Updated on October 24, 2010

Meaning of intestate

Intestate (pronounced in-TESS-tate) means having died without leaving a will or a trust that will instruct how your possessions will be divided among your heirs after you die.

It is an adjective that can be used to describe a person:

Marilyn died intestate, leaving no will that would say how her property would be dealt with after her death.

or it can describe things:

Marilyn's possessions are intestate, since she did not have a will at the time of her death.

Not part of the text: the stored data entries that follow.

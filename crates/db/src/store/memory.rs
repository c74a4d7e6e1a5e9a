//! In-memory [`ArtistStore`] used when no store credentials are configured.
//!
//! Data lives for the lifetime of the process. Suitable for local development
//! and for driving the HTTP layer in tests.

use async_trait::async_trait;
use booker_core::types::DbId;
use chrono::Utc;
use tokio::sync::RwLock;
use uuid::Uuid;

use crate::error::StoreError;
use crate::models::artist::{Artist, CreateArtist};
use crate::store::ArtistStore;

/// Insertion-ordered artist collection behind an async lock.
#[derive(Default)]
pub struct MemoryArtistStore {
    artists: RwLock<Vec<Artist>>,
}

impl MemoryArtistStore {
    pub fn new() -> Self {
        Self::default()
    }

    /// Number of stored artists.
    pub async fn len(&self) -> usize {
        self.artists.read().await.len()
    }

    pub async fn is_empty(&self) -> bool {
        self.artists.read().await.is_empty()
    }
}

#[async_trait]
impl ArtistStore for MemoryArtistStore {
    async fn find_by_spotify_id(&self, spotify_id: &str) -> Result<Option<Artist>, StoreError> {
        let artists = self.artists.read().await;
        Ok(artists.iter().find(|a| a.spotify_id == spotify_id).cloned())
    }

    async fn find_by_id(&self, id: DbId) -> Result<Option<Artist>, StoreError> {
        let artists = self.artists.read().await;
        Ok(artists.iter().find(|a| a.id == id).cloned())
    }

    async fn insert(&self, input: &CreateArtist) -> Result<Option<Artist>, StoreError> {
        let mut artists = self.artists.write().await;
        if artists.iter().any(|a| a.spotify_id == input.spotify_id) {
            return Err(StoreError::Conflict {
                spotify_id: input.spotify_id.clone(),
            });
        }

        let now = Utc::now();
        let artist = Artist {
            id: Uuid::new_v4(),
            spotify_id: input.spotify_id.clone(),
            name: input.name.clone(),
            spotify_url: input.spotify_url.clone(),
            image_url: input.image_url.clone(),
            genres: input.genres().to_vec(),
            created_at: now,
            updated_at: now,
        };
        artists.push(artist.clone());
        Ok(Some(artist))
    }

    async fn list(&self, offset: i64, limit: i64) -> Result<Vec<Artist>, StoreError> {
        let offset = usize::try_from(offset).unwrap_or(0);
        let limit = usize::try_from(limit).unwrap_or(0);
        let artists = self.artists.read().await;
        Ok(artists.iter().skip(offset).take(limit).cloned().collect())
    }

    async fn ping(&self) -> Result<(), StoreError> {
        Ok(())
    }

    fn backend(&self) -> &'static str {
        "memory"
    }
}
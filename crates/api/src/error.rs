use axum::http::StatusCode;
use axum::response::{IntoResponse, Response};
use booker_core::error::CoreError;
use booker_db::StoreError;
use serde_json::json;

/// Application-level error type for HTTP handlers.
///
/// Wraps [`CoreError`] for domain errors and [`StoreError`] for persistence
/// failures, and adds HTTP-specific variants. Implements [`IntoResponse`] to
/// produce consistent JSON error responses.
#[derive(Debug, thiserror::Error)]
pub enum AppError {
    /// A domain-level error from `booker_core`.
    #[error(transparent)]
    Core(#[from] CoreError),

    /// A persistence gateway error.
    #[error(transparent)]
    Store(#[from] StoreError),

    /// A bad request with a human-readable message.
    #[error("Bad request: {0}")]
    BadRequest(String),

    /// An internal error with a human-readable message.
    #[error("Internal error: {0}")]
    InternalError(String),
}

/// Convenience type alias for handler return values.
pub type AppResult<T> = Result<T, AppError>;

/// Message returned for every 500; details stay in the logs.
const INTERNAL_MESSAGE: &str = "An internal error occurred";

impl IntoResponse for AppError {
    fn into_response(self) -> Response {
        let (status, code, message) = match &self {
            // --- CoreError variants ---
            AppError::Core(core) => match core {
                CoreError::NotFound { entity, id } => (
                    StatusCode::NOT_FOUND,
                    "NOT_FOUND",
                    format!("{entity} with id {id} not found"),
                ),
                CoreError::Validation(msg) => {
                    (StatusCode::BAD_REQUEST, "VALIDATION_ERROR", msg.clone())
                }
                CoreError::Conflict(msg) => (StatusCode::CONFLICT, "CONFLICT", msg.clone()),
            },

            // --- Store errors ---
            AppError::Store(err) => classify_store_error(err),

            // --- HTTP-specific errors ---
            AppError::BadRequest(msg) => (StatusCode::BAD_REQUEST, "BAD_REQUEST", msg.clone()),
            AppError::InternalError(msg) => {
                tracing::error!(error = %msg, "Internal error");
                internal()
            }
        };

        let body = json!({
            "error": message,
            "code": code,
        });

        (status, axum::Json(body)).into_response()
    }
}

fn internal() -> (StatusCode, &'static str, String) {
    (
        StatusCode::INTERNAL_SERVER_ERROR,
        "INTERNAL_ERROR",
        INTERNAL_MESSAGE.to_string(),
    )
}

/// Classify a store error into an HTTP status, error code, and message.
///
/// - `Conflict` maps to 409.
/// - Everything else is logged and maps to 500 with a sanitized message.
fn classify_store_error(err: &StoreError) -> (StatusCode, &'static str, String) {
    match err {
        StoreError::Conflict { .. } => (StatusCode::CONFLICT, "CONFLICT", err.to_string()),
        other => {
            tracing::error!(error = %other, "Store error");
            internal()
        }
    }
}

The noun form of intestate is intestacy.

Image courtesy of NAFEP
Image courtesy of NAFEP

Examples of intestacy

The two most common scenarios where a person will have died intestate are:

  • they did not have a will or trust
  • the will or trust turns out to be invalid

The person who has written a will for himself/herself is called a testator. For a will to be valid:

  • The testator must make it clear that the document is his/her will and that he/she has written it; this is usually called "publication" of the will, and it is typically done by titling the document "last will and testament"
  • The testator must declare that all previous wills and codicils (amendments to a will) are hereby revoked. Otherwise, the newer will revokes previous wills and codicils only where they are inconsistent with each other. (If the newer will is completely inconsistent with the previous will and/or codicils, then the older wills/codicils are rendered revoked by implication)
  • The testator must affirm that he/she has the ability to dispose of his property with his/her free will.
  • The testator must sign and date the will, typically witnessed by two people who are not beneficiaries. Anything written after the testator's signature will be rendered invalid.
  • The will must be written with the assistance of an attorney if the testator is under 18 years old.

Consequences of intestacy

If a person or estate is intestate, then the disposition of that person's or estate's possessions are handled by probate law. A court proceeding will determine how the intestate possessions will be divided among heirs, creditors, and anyone else who has a rightful claim to some of the intestate possessions.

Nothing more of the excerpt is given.